L'avenir ne fait plus rêver
Quand la finance prétend être sa propre fin,
la machine s'emballe
Que se passe-t-il ? Les pratiques
spéculatives modernes visent une rentabilité maximum
à court terme. Et les logiques financières maximisent
un projet immédiat sans se préoccuper le moins du
monde des conséquences pour l'avenir. Tout semble aller
vite,
trop vite. Nous ne vivons plus dans la durée de la production
mais dans l'instant de la spéculation. Le vouloir et le
faire se télescopent sans laisser de place au futur. L'endettement
par le crédit donne une image assez juste des nouveaux
modes d'existence à l'uvre à tous les niveaux
de la sphère économique. Nous avons la possibilité
de consommer et de posséder des biens avant de les avoir
payés. Le temps nous fait crédit.
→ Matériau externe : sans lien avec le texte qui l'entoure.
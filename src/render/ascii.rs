//! Character-cell canvas implementing [`Renderer`]
//!
//! Each grid cell maps to a fixed block of characters. Colors pick the
//! glyph; grid lines and text are not drawn since they would cover the map at
//! terminal resolution.

use std::fmt;

use crate::sim::Vector2;

use super::{Color, Renderer};

const EMPTY: char = ' ';
const WALL: char = '#';

/// Text framebuffer for a grid of `cols` x `rows` cells
#[derive(Debug, Clone, PartialEq, Eq)]
pub struct AsciiCanvas {
    width: usize,
    height: usize,
    /// Characters per grid cell (horizontal, vertical)
    cell_size: (usize, usize),
    chars: Vec<char>,
}

impl AsciiCanvas {
    pub fn new(cols: usize, rows: usize, cell_w: usize, cell_h: usize) -> Self {
        let width = cols * cell_w;
        let height = rows * cell_h;
        Self {
            width,
            height,
            cell_size: (cell_w, cell_h),
            chars: vec![EMPTY; width * height],
        }
    }

    pub fn width(&self) -> usize {
        self.width
    }

    pub fn height(&self) -> usize {
        self.height
    }

    /// Character at canvas column `x`, line `y`
    pub fn get(&self, x: usize, y: usize) -> Option<char> {
        (x < self.width && y < self.height).then(|| self.chars[y * self.width + x])
    }

    fn glyph(color: Color) -> Option<char> {
        match color {
            Color::GRID | Color::LABEL => None,
            Color::WALL => Some(WALL),
            Color::RAY => Some('.'),
            Color::FRUSTUM => Some('+'),
            Color::PLAYER => Some('@'),
            _ => Some('*'),
        }
    }

    fn to_canvas(&self, p: Vector2) -> (i64, i64) {
        (
            (p.x * self.cell_size.0 as f64).floor() as i64,
            (p.y * self.cell_size.1 as f64).floor() as i64,
        )
    }

    /// Plot a glyph; walls are never painted over
    fn plot(&mut self, x: i64, y: i64, ch: char) {
        if x < 0 || y < 0 || x as usize >= self.width || y as usize >= self.height {
            return;
        }
        let idx = y as usize * self.width + x as usize;
        if self.chars[idx] != WALL || ch == WALL {
            self.chars[idx] = ch;
        }
    }
}

impl Renderer for AsciiCanvas {
    fn draw_line(&mut self, from: Vector2, to: Vector2, _width: f64, color: Color) {
        let Some(ch) = Self::glyph(color) else {
            return;
        };
        let (x0, y0) = self.to_canvas(from);
        let (x1, y1) = self.to_canvas(to);
        let steps = (x1 - x0).abs().max((y1 - y0).abs()).max(1);
        for i in 0..=steps {
            let t = i as f64 / steps as f64;
            let x = x0 as f64 + (x1 - x0) as f64 * t;
            let y = y0 as f64 + (y1 - y0) as f64 * t;
            self.plot(x.round() as i64, y.round() as i64, ch);
        }
    }

    fn draw_circle(&mut self, center: Vector2, _radius: f64, color: Color) {
        if let Some(ch) = Self::glyph(color) {
            let (x, y) = self.to_canvas(center);
            self.plot(x, y, ch);
        }
    }

    fn draw_rect(&mut self, cell: Vector2, color: Color) {
        let Some(ch) = Self::glyph(color) else {
            return;
        };
        let (x0, y0) = self.to_canvas(cell);
        let (w, h) = self.cell_size;
        for y in y0..y0 + h as i64 {
            for x in x0..x0 + w as i64 {
                self.plot(x, y, ch);
            }
        }
    }

    fn draw_text(&mut self, _text: &str, _pos: Vector2, _color: Color, _size: f64) {}
}

impl fmt::Display for AsciiCanvas {
    fn fmt(&self, f: &mut fmt::Formatter<'_>) -> fmt::Result {
        for (i, line) in self.chars.chunks(self.width.max(1)).enumerate() {
            if i > 0 {
                writeln!(f)?;
            }
            let line: String = line.iter().collect();
            write!(f, "{}", line.trim_end())?;
        }
        Ok(())
    }
}
//! Ray casting and player simulation
//!
//! Everything here is pure and deterministic:
//! - The grid is immutable once built
//! - All mutable state lives in `SimState` and changes only inside `tick`
//! - No rendering or platform dependencies

pub mod caster;
pub mod fov;
pub mod geometry;
pub mod grid;
pub mod input;
pub mod state;
pub mod tick;
pub mod walker;

pub use caster::{RayHit, cast_ray, cast_ray_traced, entered_cell};
pub use fov::{FanSpacing, ray_angles, sample, sample_traced};
pub use geometry::{Axis, Crossing, Vector2};
pub use grid::{Grid, REFERENCE_MAP};
pub use input::{Command, CommandQueue, KeyAction, KeyBindings};
pub use state::{Player, SimState, cell_blocked};
pub use tick::{Frame, Simulation, ViewConfig, apply_command, tick};
pub use walker::walk;
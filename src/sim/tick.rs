//! Per-frame simulation step
//!
//! Order within a tick: apply queued commands, move the player (with
//! collision), then sample the field of view from the post-move position.

use serde::{Deserialize, Serialize};

use super::caster::RayHit;
use super::fov::{FanSpacing, sample_traced};
use super::geometry::Vector2;
use super::grid::Grid;
use super::input::{Command, CommandQueue, KeyAction, KeyBindings};
use super::state::{Player, SimState, cell_blocked};
use crate::consts::{FOV, RAY_COUNT};
use crate::error::ConfigError;
use crate::settings::Settings;

/// Ray fan parameters
#[derive(Debug, Clone, Copy, PartialEq, Serialize, Deserialize)]
pub struct ViewConfig {
    /// Total fan width (radians)
    pub fov: f64,
    /// Rays per tick
    pub ray_count: usize,
    pub spacing: FanSpacing,
    /// Record every walker crossing in [`Frame::crossings`]
    pub trace: bool,
}

impl Default for ViewConfig {
    fn default() -> Self {
        Self {
            fov: FOV,
            ray_count: RAY_COUNT,
            spacing: FanSpacing::HalfOpen,
            trace: false,
        }
    }
}

/// Output of one tick, ready for a renderer
#[derive(Debug, Clone, PartialEq)]
pub struct Frame {
    /// Tick number that produced this frame
    pub tick: u64,
    /// Player after movement
    pub player: Player,
    /// One hit per ray, left to right
    pub hits: Vec<RayHit>,
    /// Every grid-line crossing walked, when tracing is on
    pub crossings: Vec<Vector2>,
    /// Whether the player's position changed this tick
    pub moved: bool,
    pub map_view_open: bool,
}

/// Apply a single command to the state
pub fn apply_command(state: &mut SimState, command: Command) {
    match command {
        Command::SetVelocity(v) => state.player.velocity = v,
        Command::Rotate(delta) => state.player.angle += delta,
        Command::ToggleMapView => {
            state.map_view_open = !state.map_view_open;
            log::info!("Map view {}", if state.map_view_open { "opened" } else { "closed" });
        }
    }
}

/// Advance the simulation by one frame
pub fn tick<I>(state: &mut SimState, grid: &Grid, commands: I, view: &ViewConfig) -> Frame
where
    I: IntoIterator<Item = Command>,
{
    for command in commands {
        apply_command(state, command);
    }

    state.time_ticks += 1;
    let moved = state.player.step(grid);

    let player = state.player;
    let mut crossings = Vec::new();
    let hits = sample_traced(
        grid,
        player.pos,
        player.angle,
        view.fov,
        view.ray_count,
        view.spacing,
        |c| {
            if view.trace {
                crossings.push(c.point);
            }
        },
    );

    log::debug!(
        "Tick {}: pos=({:.3}, {:.3}) angle={:.3} rays={} moved={}",
        state.time_ticks,
        player.pos.x,
        player.pos.y,
        player.angle,
        hits.len(),
        moved
    );

    Frame {
        tick: state.time_ticks,
        player,
        hits,
        crossings,
        moved,
        map_view_open: state.map_view_open,
    }
}

/// Simulation root: owns the grid, the state and the pending input
#[derive(Debug, Clone)]
pub struct Simulation {
    grid: Grid,
    pub state: SimState,
    pub view: ViewConfig,
    pub keys: KeyBindings,
    queue: CommandQueue,
}

impl Simulation {
    /// Start at the grid's spawn point. When that lands in a wall the player
    /// is moved to the centre of the first open cell instead.
    pub fn new(grid: Grid, view: ViewConfig) -> Self {
        let mut player = Player::spawn(&grid);
        if cell_blocked(&grid, player.pos) {
            if let Some(cell) = grid.first_open() {
                let pos = cell.as_dvec2() + Vector2::splat(0.5);
                log::warn!(
                    "Spawn ({:.2}, {:.2}) is inside a wall, starting at ({:.2}, {:.2})",
                    player.pos.x,
                    player.pos.y,
                    pos.x,
                    pos.y
                );
                player.pos = pos;
            }
        }
        let state = SimState::new(player);
        Self {
            grid,
            state,
            view,
            keys: KeyBindings::default(),
            queue: CommandQueue::new(),
        }
    }

    /// Build the grid, start state and view from validated settings
    pub fn from_settings(settings: &Settings) -> Result<Self, ConfigError> {
        settings.validate()?;
        let grid = settings.grid()?;
        if settings.start.is_none() {
            let spawn = Player::spawn(&grid).pos;
            if cell_blocked(&grid, spawn) {
                return Err(ConfigError::Invalid(format!(
                    "default spawn ({:.2}, {:.2}) is inside a wall; set a start pose",
                    spawn.x, spawn.y
                )));
            }
        }
        let mut sim = Self::new(grid, settings.view());
        sim.keys = KeyBindings::new(settings.move_speed, settings.turn_step);
        sim.state.map_view_open = settings.map_view_open;
        if let Some(start) = settings.start {
            let pos = Vector2::new(start.x, start.y);
            if cell_blocked(&sim.grid, pos) {
                return Err(ConfigError::Invalid(format!(
                    "start ({}, {}) is inside a wall",
                    start.x, start.y
                )));
            }
            sim.state.player = Player::new(pos, start.angle);
        }
        log::info!(
            "Simulation ready: {} rays over {:.1} degrees",
            sim.view.ray_count,
            sim.view.fov.to_degrees()
        );
        Ok(sim)
    }

    pub fn grid(&self) -> &Grid {
        &self.grid
    }

    /// Queue a command for the next tick
    pub fn push(&mut self, command: Command) {
        self.queue.push(command);
    }

    /// Queue the command bound to a key event, if any
    pub fn key(&mut self, key: char, action: KeyAction) {
        if let Some(command) = self.keys.command(key, action) {
            self.queue.push(command);
        }
    }

    /// Consume pending input and advance one frame
    pub fn tick(&mut self) -> Frame {
        tick(&mut self.state, &self.grid, self.queue.drain(), &self.view)
    }
}

#[cfg(test)]
mod tests {
    use super::*;
    use std::f64::consts::{FRAC_PI_2, PI};

    #[test]
    fn test_tick_moves_then_samples() {
        let grid = Grid::reference();
        let mut state = SimState::new(Player::new(Vector2::new(5.3, 5.5), 0.0));
        let view = ViewConfig {
            ray_count: 1,
            fov: 0.0,
            ..Default::default()
        };

        // Walk forward toward the corridor wall at x = 7
        let frame = tick(&mut state, &grid, [Command::SetVelocity(-0.5)], &view);
        assert!(frame.moved);
        assert_eq!(frame.tick, 1);
        assert!((frame.player.pos.x - 5.8).abs() < 1e-9);
        // The hit distance reflects the post-move position
        assert!((frame.hits[0].distance - 1.2).abs() < 1e-6);
    }

    #[test]
    fn test_tick_rejects_blocked_move() {
        let grid = Grid::reference();
        let mut state = SimState::new(Player::new(Vector2::new(2.0, 2.0), 0.0));
        let frame = tick(
            &mut state,
            &grid,
            [Command::SetVelocity(1.1)],
            &ViewConfig::default(),
        );
        assert!(!frame.moved);
        assert_eq!(state.player.pos, Vector2::new(2.0, 2.0));
        assert_eq!(frame.hits.len(), RAY_COUNT);
    }

    #[test]
    fn test_commands_apply_in_order() {
        let grid = Grid::reference();
        let mut state = SimState::new(Player::spawn(&grid));
        let commands = [
            Command::SetVelocity(-0.03),
            Command::SetVelocity(0.0),
            Command::Rotate(0.1),
            Command::Rotate(0.1),
            Command::ToggleMapView,
        ];
        let frame = tick(&mut state, &grid, commands, &ViewConfig::default());
        assert!(!frame.moved);
        assert!((state.player.angle - (PI + 0.2)).abs() < 1e-12);
        assert!(!frame.map_view_open);
    }

    #[test]
    fn test_trace_collects_crossings() {
        let grid = Grid::reference();
        let mut state = SimState::new(Player::new(Vector2::new(5.3, 5.5), 0.0));
        let view = ViewConfig {
            ray_count: 1,
            fov: 0.0,
            trace: true,
            ..Default::default()
        };
        let no_input: [Command; 0] = [];
        let frame = tick(&mut state, &grid, no_input, &view);
        assert_eq!(frame.crossings.len(), 2);

        let quiet = tick(&mut state, &grid, no_input, &ViewConfig { trace: false, ..view });
        assert!(quiet.crossings.is_empty());
    }

    #[test]
    fn test_simulation_key_events() {
        let mut sim = Simulation::new(Grid::reference(), ViewConfig::default());
        let start = sim.state.player.pos;

        sim.key('w', KeyAction::Press);
        let frame = sim.tick();
        assert!(frame.moved);
        // Facing -x, so forward decreases x
        assert!(frame.player.pos.x < start.x);

        sim.key('w', KeyAction::Release);
        let before = sim.state.player.pos;
        let frame = sim.tick();
        assert!(!frame.moved);
        assert_eq!(frame.player.pos, before);

        sim.key('d', KeyAction::Press);
        sim.key('d', KeyAction::Press);
        sim.tick();
        assert!((sim.state.player.angle - (PI + 0.2)).abs() < 1e-12);
    }

    #[test]
    fn test_from_settings() {
        let settings = Settings {
            ray_count: 7,
            map_view_open: false,
            start: Some(crate::settings::StartPose {
                x: 2.5,
                y: 1.5,
                angle: FRAC_PI_2,
            }),
            ..Default::default()
        };
        let mut sim = Simulation::from_settings(&settings).unwrap();
        assert_eq!(sim.state.player.pos, Vector2::new(2.5, 1.5));
        let frame = sim.tick();
        assert_eq!(frame.hits.len(), 7);
        assert!(!frame.map_view_open);
        assert!(!frame.crossings.is_empty());
    }

    #[test]
    fn test_from_settings_rejects_start_in_wall() {
        let settings = Settings {
            start: Some(crate::settings::StartPose {
                x: 0.5,
                y: 0.5,
                angle: 0.0,
            }),
            ..Default::default()
        };
        assert!(matches!(
            Simulation::from_settings(&settings),
            Err(ConfigError::Invalid(_))
        ));
    }

    #[test]
    fn test_from_settings_rejects_default_spawn_in_wall() {
        // Spawn on a 3x3 map is (0.8, 1.0), inside border cell (0, 1)
        let settings = Settings {
            map: Some(vec![vec![1, 1, 1], vec![1, 0, 1], vec![1, 1, 1]]),
            ..Default::default()
        };
        assert!(matches!(
            Simulation::from_settings(&settings),
            Err(ConfigError::Invalid(_))
        ));

        let placed = Settings {
            start: Some(crate::settings::StartPose {
                x: 1.5,
                y: 1.5,
                angle: 0.0,
            }),
            ..settings
        };
        let mut sim = Simulation::from_settings(&placed).unwrap();
        assert_eq!(sim.tick().hits.len(), RAY_COUNT);
    }

    #[test]
    fn test_new_moves_blocked_spawn_to_open_cell() {
        let table: [[u8; 3]; 3] = [[1, 1, 1], [1, 0, 1], [1, 1, 1]];
        let grid = Grid::from_rows(&table).unwrap();
        let mut sim = Simulation::new(grid, ViewConfig::default());
        assert_eq!(sim.state.player.pos, Vector2::new(1.5, 1.5));

        let frame = sim.tick();
        assert_eq!(frame.hits.len(), RAY_COUNT);
        // Every hit lies on the single open cell's walls
        let corner = 0.5f64.hypot(0.5);
        assert!(frame.hits.iter().all(|h| h.distance <= corner + 1e-9));
    }

    #[test]
    fn test_determinism() {
        let mut a = Simulation::new(Grid::reference(), ViewConfig::default());
        let mut b = Simulation::new(Grid::reference(), ViewConfig::default());
        let script = [
            Command::SetVelocity(-0.03),
            Command::Rotate(FRAC_PI_2 / 3.0),
            Command::Rotate(-0.1),
        ];
        for command in script {
            a.push(command);
            b.push(command);
            for _ in 0..20 {
                assert_eq!(a.tick(), b.tick());
            }
        }
    }
}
Il est pourvoyeur
de richesses. Nous l'exploitons comme nous exploitons une terre
supposée posséder des ressources illimitées,
inépuisables. Nous savons qu'il n'en est rien, et nous
continuons à vivre selon les schémas d'une consommation
sans retenue. Mais cette course folle se paye par l'exploitation
des plus faibles. Les pratiques spéculatives ne produisent
pas de richesses. C'est une économie de prédateurs
qui enrichit certains dans l'instant et appauvrit le plus grand
nombre dans la durée.
Or, si, pour le chrétien, l'avenir a un sens, c'est en
raison d'une inscription dans le passé. Un passé
qui le projette dans un futur débarrassé de toute
illusion et de toute malédiction. C'est le temps de la
vigilance. L'espérance biblique est attente confiante au
cur des préoccupations et des idolâtries de
notre monde. Il s'agit, dès à présent, de
lire les signes d'un avenir transfiguré répondant
à un appel à la conversion et au changement de nos
manières de vivre en société.
La crise financière a mis à nu une crise bien plus
profonde et bien plus essentielle que celle concernant les mécanismes
économiques échappant à toute régulation.
Elle concerne la manière dont nous nous inscrivons dans
le présent face à des lendemains incertains. La
confiance en l'avenir y a sa part. Et le sens attribué
au mot " espérance " participe de cette interrogation
première. Même si l'aspect strictement économique
du problème semble cacher toute autre approche du problème.